§ **Provided material**
□ □ □ □ □ □ □

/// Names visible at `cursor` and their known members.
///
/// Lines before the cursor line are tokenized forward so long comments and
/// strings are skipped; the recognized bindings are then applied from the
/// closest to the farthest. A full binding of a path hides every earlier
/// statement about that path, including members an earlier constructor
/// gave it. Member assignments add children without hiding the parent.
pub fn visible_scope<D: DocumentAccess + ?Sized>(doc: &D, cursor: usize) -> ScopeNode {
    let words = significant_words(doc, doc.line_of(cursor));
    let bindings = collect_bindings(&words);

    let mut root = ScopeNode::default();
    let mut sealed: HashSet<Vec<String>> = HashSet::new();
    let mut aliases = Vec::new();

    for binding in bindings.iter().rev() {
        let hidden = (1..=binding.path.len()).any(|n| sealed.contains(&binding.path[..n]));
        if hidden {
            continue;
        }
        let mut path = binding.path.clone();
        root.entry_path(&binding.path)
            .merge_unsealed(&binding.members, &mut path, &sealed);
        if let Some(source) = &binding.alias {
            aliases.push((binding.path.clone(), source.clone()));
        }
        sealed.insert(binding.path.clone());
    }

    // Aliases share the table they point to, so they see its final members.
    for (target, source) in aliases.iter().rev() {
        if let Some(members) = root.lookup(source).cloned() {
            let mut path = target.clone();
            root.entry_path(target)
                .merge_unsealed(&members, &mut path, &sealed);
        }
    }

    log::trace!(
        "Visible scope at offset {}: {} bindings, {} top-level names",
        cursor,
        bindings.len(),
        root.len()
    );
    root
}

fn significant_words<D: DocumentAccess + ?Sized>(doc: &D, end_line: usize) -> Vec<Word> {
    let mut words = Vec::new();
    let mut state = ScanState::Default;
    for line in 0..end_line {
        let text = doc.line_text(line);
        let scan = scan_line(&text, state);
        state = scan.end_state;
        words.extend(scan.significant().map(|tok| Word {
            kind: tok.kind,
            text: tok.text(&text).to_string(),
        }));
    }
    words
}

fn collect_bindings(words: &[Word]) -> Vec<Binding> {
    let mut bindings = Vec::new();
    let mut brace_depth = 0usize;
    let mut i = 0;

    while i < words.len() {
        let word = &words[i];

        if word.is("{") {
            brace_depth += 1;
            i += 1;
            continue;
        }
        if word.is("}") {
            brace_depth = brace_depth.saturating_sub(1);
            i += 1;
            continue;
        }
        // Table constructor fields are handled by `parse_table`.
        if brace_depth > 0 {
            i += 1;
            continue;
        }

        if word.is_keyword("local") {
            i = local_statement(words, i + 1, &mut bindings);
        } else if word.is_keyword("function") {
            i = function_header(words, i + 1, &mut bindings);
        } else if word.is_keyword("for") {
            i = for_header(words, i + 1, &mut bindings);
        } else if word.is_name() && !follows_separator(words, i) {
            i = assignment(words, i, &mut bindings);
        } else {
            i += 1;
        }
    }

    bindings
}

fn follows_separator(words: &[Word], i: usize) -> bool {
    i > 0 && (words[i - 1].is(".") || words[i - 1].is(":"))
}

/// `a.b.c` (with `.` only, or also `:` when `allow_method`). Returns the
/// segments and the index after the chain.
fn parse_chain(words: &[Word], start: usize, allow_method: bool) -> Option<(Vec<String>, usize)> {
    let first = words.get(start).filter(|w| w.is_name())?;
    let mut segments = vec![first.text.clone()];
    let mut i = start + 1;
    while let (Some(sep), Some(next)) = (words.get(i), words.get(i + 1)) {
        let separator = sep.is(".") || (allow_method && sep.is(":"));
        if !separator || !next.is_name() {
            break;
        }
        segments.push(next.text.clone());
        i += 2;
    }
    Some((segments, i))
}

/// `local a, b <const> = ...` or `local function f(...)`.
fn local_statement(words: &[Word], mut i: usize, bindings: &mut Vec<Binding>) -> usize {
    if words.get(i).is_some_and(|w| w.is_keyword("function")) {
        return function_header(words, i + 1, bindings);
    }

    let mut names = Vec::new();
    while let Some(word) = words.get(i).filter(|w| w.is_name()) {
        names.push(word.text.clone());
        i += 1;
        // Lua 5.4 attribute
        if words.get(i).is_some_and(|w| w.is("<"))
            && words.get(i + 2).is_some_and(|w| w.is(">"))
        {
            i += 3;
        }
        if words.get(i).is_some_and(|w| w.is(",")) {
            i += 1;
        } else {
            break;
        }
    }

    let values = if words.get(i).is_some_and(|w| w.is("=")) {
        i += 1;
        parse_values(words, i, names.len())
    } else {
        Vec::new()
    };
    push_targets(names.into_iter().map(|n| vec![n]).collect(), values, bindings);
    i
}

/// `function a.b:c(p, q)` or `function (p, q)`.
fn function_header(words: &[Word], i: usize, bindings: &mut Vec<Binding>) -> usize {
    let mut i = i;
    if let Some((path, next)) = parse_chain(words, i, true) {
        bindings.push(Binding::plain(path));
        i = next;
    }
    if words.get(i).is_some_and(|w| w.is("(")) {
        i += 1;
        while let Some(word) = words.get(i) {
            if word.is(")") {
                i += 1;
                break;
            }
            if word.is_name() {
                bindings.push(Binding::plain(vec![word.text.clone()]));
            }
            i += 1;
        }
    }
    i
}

□ □ □ □ □ □ □

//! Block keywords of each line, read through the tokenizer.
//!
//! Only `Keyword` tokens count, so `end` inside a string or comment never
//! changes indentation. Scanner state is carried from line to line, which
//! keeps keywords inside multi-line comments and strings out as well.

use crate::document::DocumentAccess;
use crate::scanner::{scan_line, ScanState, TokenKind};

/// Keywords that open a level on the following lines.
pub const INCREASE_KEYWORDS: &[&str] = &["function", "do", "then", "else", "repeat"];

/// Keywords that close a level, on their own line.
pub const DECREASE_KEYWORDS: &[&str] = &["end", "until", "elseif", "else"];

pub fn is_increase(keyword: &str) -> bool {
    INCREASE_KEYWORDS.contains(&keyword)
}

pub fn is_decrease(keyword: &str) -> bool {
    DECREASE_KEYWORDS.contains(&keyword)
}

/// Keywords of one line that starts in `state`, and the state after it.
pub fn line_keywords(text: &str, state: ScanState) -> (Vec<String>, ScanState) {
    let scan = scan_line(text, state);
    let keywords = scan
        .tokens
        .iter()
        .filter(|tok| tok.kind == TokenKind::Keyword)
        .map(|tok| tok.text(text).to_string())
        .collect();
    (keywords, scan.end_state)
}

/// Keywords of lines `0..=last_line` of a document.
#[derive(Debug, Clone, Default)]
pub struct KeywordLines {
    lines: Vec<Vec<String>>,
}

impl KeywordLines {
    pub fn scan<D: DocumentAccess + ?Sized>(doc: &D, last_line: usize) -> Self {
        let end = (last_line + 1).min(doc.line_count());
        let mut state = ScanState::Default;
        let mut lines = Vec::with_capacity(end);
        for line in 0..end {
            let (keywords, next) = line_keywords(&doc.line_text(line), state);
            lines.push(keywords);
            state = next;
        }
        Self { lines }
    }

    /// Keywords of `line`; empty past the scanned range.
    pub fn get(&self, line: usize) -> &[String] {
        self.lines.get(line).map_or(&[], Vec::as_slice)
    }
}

□ □ □ □ □ □ □

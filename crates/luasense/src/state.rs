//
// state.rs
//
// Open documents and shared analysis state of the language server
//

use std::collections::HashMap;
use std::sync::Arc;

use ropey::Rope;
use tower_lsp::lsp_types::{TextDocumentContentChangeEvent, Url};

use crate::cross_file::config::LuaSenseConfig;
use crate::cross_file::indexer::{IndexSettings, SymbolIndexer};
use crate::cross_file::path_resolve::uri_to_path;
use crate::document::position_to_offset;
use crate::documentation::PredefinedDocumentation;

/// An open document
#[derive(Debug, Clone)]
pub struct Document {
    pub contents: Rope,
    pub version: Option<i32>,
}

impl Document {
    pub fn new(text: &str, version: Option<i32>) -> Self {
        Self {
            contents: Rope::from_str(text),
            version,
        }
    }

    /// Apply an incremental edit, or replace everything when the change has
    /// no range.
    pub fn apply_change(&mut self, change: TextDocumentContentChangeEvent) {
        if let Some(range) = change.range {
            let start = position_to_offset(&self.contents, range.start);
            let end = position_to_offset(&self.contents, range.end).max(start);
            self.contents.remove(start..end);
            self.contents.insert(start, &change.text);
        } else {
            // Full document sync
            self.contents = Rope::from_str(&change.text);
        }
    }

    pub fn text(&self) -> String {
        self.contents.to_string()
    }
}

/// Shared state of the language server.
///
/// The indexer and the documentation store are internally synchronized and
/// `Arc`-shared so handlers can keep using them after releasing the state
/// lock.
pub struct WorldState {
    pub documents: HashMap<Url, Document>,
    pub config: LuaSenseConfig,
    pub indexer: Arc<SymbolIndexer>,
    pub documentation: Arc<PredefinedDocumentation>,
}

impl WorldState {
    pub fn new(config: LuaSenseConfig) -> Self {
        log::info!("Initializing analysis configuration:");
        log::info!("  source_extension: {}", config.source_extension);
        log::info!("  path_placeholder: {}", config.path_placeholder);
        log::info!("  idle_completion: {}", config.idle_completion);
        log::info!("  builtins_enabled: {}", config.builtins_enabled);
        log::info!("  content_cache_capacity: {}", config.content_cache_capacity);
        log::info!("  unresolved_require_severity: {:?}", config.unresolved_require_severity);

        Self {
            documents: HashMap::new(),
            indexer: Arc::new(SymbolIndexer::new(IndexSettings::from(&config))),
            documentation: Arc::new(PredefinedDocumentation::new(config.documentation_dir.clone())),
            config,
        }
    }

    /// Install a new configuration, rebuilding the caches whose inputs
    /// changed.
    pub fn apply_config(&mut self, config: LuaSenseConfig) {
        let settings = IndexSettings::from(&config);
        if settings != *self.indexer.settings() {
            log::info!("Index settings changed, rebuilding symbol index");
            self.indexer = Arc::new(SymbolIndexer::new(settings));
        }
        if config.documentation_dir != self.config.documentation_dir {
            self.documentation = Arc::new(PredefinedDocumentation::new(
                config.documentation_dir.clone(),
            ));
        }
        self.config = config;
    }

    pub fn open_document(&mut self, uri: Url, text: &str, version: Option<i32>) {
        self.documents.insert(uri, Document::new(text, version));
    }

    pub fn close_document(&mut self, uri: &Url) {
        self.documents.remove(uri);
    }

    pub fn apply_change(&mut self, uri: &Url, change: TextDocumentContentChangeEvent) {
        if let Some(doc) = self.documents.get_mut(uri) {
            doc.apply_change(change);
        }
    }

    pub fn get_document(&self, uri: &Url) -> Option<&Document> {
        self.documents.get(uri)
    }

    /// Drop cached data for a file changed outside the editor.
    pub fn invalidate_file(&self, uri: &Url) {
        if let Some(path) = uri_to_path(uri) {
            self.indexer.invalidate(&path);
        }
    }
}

□ □ □ □ □ □ □

§ **What you are asked to do**
Restate word for word the lines in the material above from the one with "their known members." to the one with "hides every earlier"; both of those lines count, and nothing else does.

§ **Output below**
/// Names visible at `cursor` and their known members.
///
/// Lines before the cursor line are tokenized forward so long comments and
/// strings are skipped; the recognized bindings are then applied from the
/// closest to the farthest. A full binding of a path hides every earlier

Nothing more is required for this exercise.